Rehana takes hesitant steps towards her house. Her Niqab renders the landscape a transparent shade of black smoke. As she lifts the veil, all the colours reassemble in their original places. The trees become greener, the sky becomes bluer, the fences around the houses rustier, the street and the pigeons greyer, the sparrows browner, the Plymouth teal-er.
She pushes the gate open, and it shrieks briefly and coarsely, as if the inactivity during the war and the sadness festering inside have caused it pain. The fact that the gate is unlatched doesn’t seem to invite a cloud of tension over her. After all, she was breathing a post war air in a post war city amputated and battered by destruction.
“M*tin Resid**ce, Farmgate, V*lla 35”. The A, E, N, and I bear bullet holes. The marble slab is covered in moss and thorny creepers. It’s as though they are consoling and soothing the inscription for the open injuries it bears.
The narrow concrete road that shoots right into the house’s entrance is covered in dead, coppery leaves, bullets, and unpinned grenades. There is no sign of Abbu’s teal Plymouth. The leaves rustle as the March winds whoosh-whoosh their way through. The door is open like a dead woman’s mouth. Like Kakoli’s. During the days of captivity, she died of a severe heatstroke inside the bunker. Right beside Rehana. The wooden windows that once opened and shut like the eyes of the villa are gone. The villa has dark, cobweb ridden hollows for eyes now. Shards of glass are lying on the front porch. The dangling bubs on the ceiling are broken like half egg-shells. She remembers the lights; how she bought them from New Market and surprised Ammu on her birthday. Thin and damp cracks have appeared on the villa’s skin. They run like zigzagging rivers. Zigzagging ants travel through them.
Surely, the villa has grown weary and sick from the war, from the sadness suffused in the air.

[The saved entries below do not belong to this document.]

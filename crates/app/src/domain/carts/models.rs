//! Cart Models

use rust_decimal::Decimal;
use serde::{Deserialize, Serialize};

use crate::{
    auth::UserUuid,
    domain::designs::{Design, DesignUuid},
    uuids::TypedUuid,
};

/// Cart Entry UUID
pub type CartEntryUuid = TypedUuid<CartEntry>;

/// A cart row as stored, with the joined design when it still exists.
#[derive(Debug, Clone, PartialEq, Deserialize)]
pub struct CartRow {
    #[serde(rename = "id")]
    pub uuid: CartEntryUuid,

    #[serde(rename = "tattoo_id")]
    pub design_uuid: DesignUuid,

    #[serde(rename = "tattoos", default)]
    pub design: Option<Design>,
}

impl CartRow {
    /// The row as a listable entry, when its design is still for sale.
    #[must_use]
    pub fn into_available_entry(self) -> Option<CartEntry> {
        self.design
            .filter(Design::is_available)
            .map(|design| CartEntry {
                uuid: self.uuid,
                design,
            })
    }

    /// Title for messages, falling back to the design id.
    #[must_use]
    pub fn label(&self) -> String {
        self.design
            .as_ref()
            .map_or_else(|| self.design_uuid.to_string(), |design| design.title.clone())
    }
}

/// CartEntry Model
#[derive(Debug, Clone, PartialEq)]
pub struct CartEntry {
    pub uuid: CartEntryUuid,
    pub design: Design,
}

/// NewCartEntry Model
#[derive(Debug, Clone, Serialize)]
pub struct NewCartEntry {
    #[serde(rename = "user_id")]
    pub user: UserUuid,

    #[serde(rename = "tattoo_id")]
    pub design: DesignUuid,
}

/// Result of a successful add.
#[derive(Debug, Clone, Copy, PartialEq, Eq)]
pub enum AddOutcome {
    Added,

    /// Another session added the same design first.
    AlreadyPresent,
}

/// Sum of the listed entries' prices.
#[must_use]
pub fn total(entries: &[CartEntry]) -> Decimal {
    entries.iter().map(|entry| entry.design.price).sum()
}
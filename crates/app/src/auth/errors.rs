//! Auth service errors.

use thiserror::Error;

use crate::{backend::BackendError, errors::FailureKind};

#[derive(Debug, Error)]
pub enum AuthError {
    #[error("not signed in")]
    NotAuthenticated,

    #[error("invalid credentials")]
    InvalidCredentials,

    #[error("account already exists")]
    AlreadyExists,

    #[error("username already taken")]
    UsernameTaken,

    #[error("profile not found")]
    ProfileNotFound,

    #[error("invalid account details: {0}")]
    Validation(#[from] ValidationError),

    #[error("backend error")]
    Backend(#[source] BackendError),
}

impl AuthError {
    #[must_use]
    pub fn kind(&self) -> FailureKind {
        match self {
            Self::NotAuthenticated | Self::InvalidCredentials => FailureKind::Unauthenticated,
            Self::AlreadyExists | Self::UsernameTaken => FailureKind::Conflict,
            Self::ProfileNotFound => FailureKind::NotFound,
            Self::Validation(_) => FailureKind::Invalid,
            Self::Backend(source) => source.kind(),
        }
    }
}

impl From<BackendError> for AuthError {
    fn from(error: BackendError) -> Self {
        match error {
            BackendError::UniqueViolation => Self::AlreadyExists,
            BackendError::Unauthorized => Self::InvalidCredentials,
            other => Self::Backend(other),
        }
    }
}

/// Registration and profile form problems, checked before any request.
#[derive(Debug, Clone, Copy, PartialEq, Eq, Error)]
pub enum ValidationError {
    #[error("name is required")]
    MissingName,

    #[error("username is required")]
    MissingUsername,

    #[error("username may only contain letters, digits and underscores")]
    InvalidUsername,

    #[error("email address is malformed")]
    InvalidEmail,

    #[error("password must be at least {0} characters")]
    PasswordTooShort(usize),
}
//! Logging Config

use clap::Args;

/// Log output format.
#[derive(Clone, Copy, Debug, clap::ValueEnum)]
pub(crate) enum LogFormat {
    /// Compact, human-readable logs.
    Compact,

    /// Structured JSON logs.
    Json,
}

/// Logging settings.
#[derive(Debug, Args)]
pub(crate) struct LoggingConfig {
    /// Log level (trace, debug, info, warn, error)
    #[arg(short, long, env = "RUST_LOG", default_value = "info")]
    pub log_level: String,

    /// Log format (compact, json)
    #[arg(long, env = "LOG_FORMAT", value_enum, default_value_t = LogFormat::Compact)]
    pub log_format: LogFormat,
}
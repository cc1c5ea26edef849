//! Wishlist errors.

use thiserror::Error;

use crate::{backend::BackendError, errors::FailureKind};

#[derive(Debug, Error)]
pub enum WishlistError {
    #[error("wishlist storage error")]
    Backend(#[from] BackendError),
}

impl WishlistError {
    #[must_use]
    pub fn kind(&self) -> FailureKind {
        match self {
            Self::Backend(source) => source.kind(),
        }
    }
}
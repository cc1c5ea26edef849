use std::io;

use clap::Args;
use inkvault_app::{
    context::AppContext,
    domain::{
        designs::DesignUuid,
        purchases::{FollowUp, Replenishment},
    },
};

use crate::{
    commands::{CommandError, signed_in},
    config::account::AccountArgs,
};

#[derive(Debug, Args)]
pub(crate) struct BuyArgs {
    /// Id of the design to buy
    design: DesignUuid,
}

pub(crate) async fn run(
    ctx: &AppContext,
    account: &AccountArgs,
    args: BuyArgs,
    out: &mut impl io::Write,
) -> Result<(), CommandError> {
    let user = signed_in(ctx, account).await?;

    let receipt = ctx.purchases.purchase_design(user, args.design).await?;

    writeln!(out, "Design {} is yours.", receipt.design)?;
    writeln!(out, "Certificate: {}", receipt.certificate_url)?;

    write_follow_up(out, &receipt.follow_up)?;

    Ok(())
}

/// Notes about the catalog after a sale. Only worth mentioning when
/// something changed or went wrong.
pub(crate) fn write_follow_up(out: &mut impl io::Write, follow_up: &FollowUp) -> io::Result<()> {
    if let Replenishment::Replenished { created, .. } = follow_up.replenishment {
        writeln!(out, "{created} new designs were added to the catalog.")?;
    }

    if follow_up.refresh_error.is_some() {
        writeln!(out, "The catalog could not be refreshed; list it again to see the latest designs.")?;
    }

    Ok(())
}

#[cfg(test)]
mod tests {
    use inkvault_app::FailureKind;

    use super::*;

    #[test]
    fn quiet_follow_up_prints_nothing() -> io::Result<()> {
        let mut out = Vec::new();

        write_follow_up(
            &mut out,
            &FollowUp {
                refresh_error: None,
                replenishment: Replenishment::NotNeeded { available: 8 },
            },
        )?;

        assert!(out.is_empty());

        Ok(())
    }

    #[test]
    fn replenishment_and_stale_catalog_are_mentioned() -> io::Result<()> {
        let mut out = Vec::new();

        write_follow_up(
            &mut out,
            &FollowUp {
                refresh_error: Some(FailureKind::Transient),
                replenishment: Replenishment::Replenished {
                    available: 2,
                    created: 5,
                },
            },
        )?;

        let printed = String::from_utf8_lossy(&out);

        assert!(printed.contains("5 new designs"));
        assert!(printed.contains("could not be refreshed"));

        Ok(())
    }
}
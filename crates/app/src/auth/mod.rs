//! Authentication and the user directory.

mod errors;
mod models;
mod repository;
mod service;
mod token;

pub use errors::*;
pub use models::*;
pub use repository::{AuthRepository, MockAuthRepository, RestAuthRepository};
pub use service::*;
pub use token::*;
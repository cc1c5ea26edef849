//! Auth data models.

use jiff::Timestamp;
use serde::{Deserialize, Serialize};

use crate::{
    auth::{AccessToken, Password},
    uuids::TypedUuid,
};

/// User UUID
pub type UserUuid = TypedUuid<UserProfile>;

/// The authenticated identity, as published to session subscribers.
#[derive(Debug, Clone, PartialEq, Eq, Deserialize)]
pub struct AuthUser {
    #[serde(rename = "id")]
    pub uuid: UserUuid,

    #[serde(default)]
    pub email: Option<String>,
}

/// A signed-in session returned by the auth API.
#[derive(Debug, Clone)]
pub struct AuthSession {
    pub user: AuthUser,
    pub access_token: AccessToken,
    pub refresh_token: Option<AccessToken>,
    pub expires_at: Option<Timestamp>,
}

/// Result of an account registration.
#[derive(Debug, Clone)]
pub struct SignUp {
    pub user: AuthUser,

    /// Present when the backend signs new accounts in immediately.
    pub session: Option<AuthSession>,
}

/// Email and password pair.
#[derive(Debug, Clone)]
pub struct Credentials {
    pub email: String,
    pub password: Password,
}

/// Registration form.
#[derive(Debug, Clone)]
pub struct NewAccount {
    pub email: String,
    pub password: Password,
    pub name: String,
    pub username: String,
}

/// Row in the `users` directory.
#[derive(Debug, Clone, PartialEq, Eq, Serialize, Deserialize)]
pub struct UserProfile {
    #[serde(rename = "id")]
    pub uuid: UserUuid,
    pub email: String,
    pub name: String,
    pub username: String,
}

/// Editable profile fields.
#[derive(Debug, Clone, PartialEq, Eq, Serialize)]
pub struct ProfileUpdate {
    pub name: String,
    pub username: String,
}

/// Which notifications a user wants. Every kind is on until turned off, and
/// keys missing from a stored row keep that default.
#[derive(Debug, Clone, Copy, PartialEq, Eq, Serialize, Deserialize)]
#[serde(default)]
pub struct NotificationPreferences {
    /// Discounts and special offers.
    pub promotions: bool,

    /// Prize wheel winnings.
    pub rewards: bool,

    /// New designs in the catalog.
    pub catalog: bool,
}

impl Default for NotificationPreferences {
    fn default() -> Self {
        Self {
            promotions: true,
            rewards: true,
            catalog: true,
        }
    }
}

When she enters the house, a pungent stench fills her nostrils. It is the smell of absence. The smell of destitution. The smell of lives being shattered. She remembers where Abbu was shot. Right in front of the spiralling staircase. The stains of blood aren’t there on the mosaic floor. Someone had the decency to clear away the signs of death. The living room is devoid of furniture, except for the broken TV that was once used to crush Ammu’s skull. Who stole all the expensive furniture? She isn’t bothered.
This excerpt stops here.